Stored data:
——————

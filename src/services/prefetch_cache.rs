use std::collections::HashMap;
use std::sync::{Arc, Mutex};

use futures_util::stream::{self, StreamExt};
use serde::Serialize;
use tokio::sync::watch;

use crate::errors::{CatalogError, Result};
use crate::models::{GameDetail, GameSummary};
use crate::services::ApiClient;

/// Where a detail stands within the live refresh cycle. `Absent` means the id
/// was not part of the cycle's list at all.
#[derive(Clone, Copy, Debug, PartialEq, Eq)]
pub enum DetailStatus {
    Pending,
    Ready,
    Failed,
    Absent,
}

#[derive(Clone, Debug, Default, PartialEq, Serialize)]
#[serde(rename_all = "snake_case")]
pub struct PrefetchProgress {
    pub generation: u64,
    pub total: usize,
    pub fetched: usize,
    pub failed: usize,
    pub complete: bool,
}

#[derive(Debug, Clone)]
enum DetailEntry {
    Pending,
    Ready(GameDetail),
    Failed(String),
}

struct CacheState {
    generation: u64,
    entries: HashMap<i64, DetailEntry>,
}

/// Eagerly fetches every listed game's detail in the background so a later
/// synchronous lookup returns without network latency. Each `refresh` starts
/// a new generation: the map is cleared up front, and completions from an
/// older generation are discarded instead of racing against the live cycle.
#[derive(Clone)]
pub struct DetailPrefetchCache {
    api: ApiClient,
    concurrency: usize,
    state: Arc<Mutex<CacheState>>,
    progress: Arc<watch::Sender<PrefetchProgress>>,
}

impl DetailPrefetchCache {
    pub fn new(api: ApiClient) -> Self {
        let concurrency = api.config().prefetch_concurrency.max(1);
        let (progress, _) = watch::channel(PrefetchProgress {
            complete: true,
            ..PrefetchProgress::default()
        });
        Self {
            api,
            concurrency,
            state: Arc::new(Mutex::new(CacheState {
                generation: 0,
                entries: HashMap::new(),
            })),
            progress: Arc::new(progress),
        }
    }

    /// Drop all prior entries and start fetching details for the given
    /// summaries. Returns the new generation without waiting for any fetch;
    /// progress is published on the watch channel as completions land.
    pub fn refresh(&self, summaries: &[GameSummary]) -> Result<u64> {
        let ids: Vec<i64> = summaries.iter().map(|summary| summary.id).collect();
        let total = ids.len();

        // Progress is only ever published while holding the state lock, so a
        // superseded cycle can never overwrite the live cycle's progress.
        let generation = {
            let mut guard = self
                .state
                .lock()
                .map_err(|_| CatalogError::Config("detail cache lock poisoned".to_string()))?;
            guard.generation += 1;
            guard.entries.clear();
            for id in &ids {
                guard.entries.insert(*id, DetailEntry::Pending);
            }
            // send_replace keeps publishing even before anyone subscribes.
            self.progress.send_replace(PrefetchProgress {
                generation: guard.generation,
                total,
                fetched: 0,
                failed: 0,
                complete: total == 0,
            });
            guard.generation
        };

        if total == 0 {
            return Ok(generation);
        }

        let api = self.api.clone();
        let state = Arc::clone(&self.state);
        let progress = Arc::clone(&self.progress);
        let concurrency = self.concurrency;

        tokio::spawn(async move {
            let mut outcomes = stream::iter(ids)
                .map(|id| {
                    let api = api.clone();
                    async move { (id, api.fetch_detail(id).await) }
                })
                .buffer_unordered(concurrency);

            let mut fetched = 0_usize;
            let mut failed = 0_usize;
            while let Some((id, outcome)) = outcomes.next().await {
                let entry = match outcome {
                    Ok(detail) => {
                        fetched += 1;
                        DetailEntry::Ready(detail)
                    }
                    Err(err) => {
                        failed += 1;
                        tracing::warn!("detail prefetch for game {} failed: {}", id, err);
                        DetailEntry::Failed(err.to_string())
                    }
                };

                let live = match state.lock() {
                    Ok(mut guard) if guard.generation == generation => {
                        guard.entries.insert(id, entry);
                        progress.send_replace(PrefetchProgress {
                            generation,
                            total,
                            fetched,
                            failed,
                            complete: fetched + failed == total,
                        });
                        true
                    }
                    _ => false,
                };
                if !live {
                    tracing::debug!(
                        "detail prefetch generation {} superseded, dropping remaining results",
                        generation
                    );
                    return;
                }
            }

            tracing::info!(
                "detail prefetch warmed {} / {} games (generation {})",
                fetched,
                total,
                generation
            );
        });

        Ok(generation)
    }

    /// Non-blocking lookup; `Some` only once the detail fetch has completed
    /// successfully within the live cycle.
    pub fn lookup(&self, id: i64) -> Option<GameDetail> {
        self.state
            .lock()
            .ok()
            .and_then(|guard| match guard.entries.get(&id) {
                Some(DetailEntry::Ready(detail)) => Some(detail.clone()),
                _ => None,
            })
    }

    pub fn status(&self, id: i64) -> DetailStatus {
        self.state
            .lock()
            .ok()
            .map(|guard| match guard.entries.get(&id) {
                Some(DetailEntry::Pending) => DetailStatus::Pending,
                Some(DetailEntry::Ready(_)) => DetailStatus::Ready,
                Some(DetailEntry::Failed(_)) => DetailStatus::Failed,
                None => DetailStatus::Absent,
            })
            .unwrap_or(DetailStatus::Absent)
    }

    pub fn subscribe(&self) -> watch::Receiver<PrefetchProgress> {
        self.progress.subscribe()
    }

    /// Wait until the most recent refresh cycle has finished. Returns
    /// immediately if no cycle is in flight.
    pub async fn wait_idle(&self) {
        let mut receiver = self.progress.subscribe();
        while !receiver.borrow_and_update().complete {
            if receiver.changed().await.is_err() {
                return;
            }
        }
    }
}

——————

> **PROBLEM DESCRIPTION**:
Find "ApiClient" in the preceding records. Copy each line that holds it.

> **WRITTEN RESPONSE**:
use crate::services::ApiClient;
    api: ApiClient,
    pub fn new(api: ApiClient) -> Self {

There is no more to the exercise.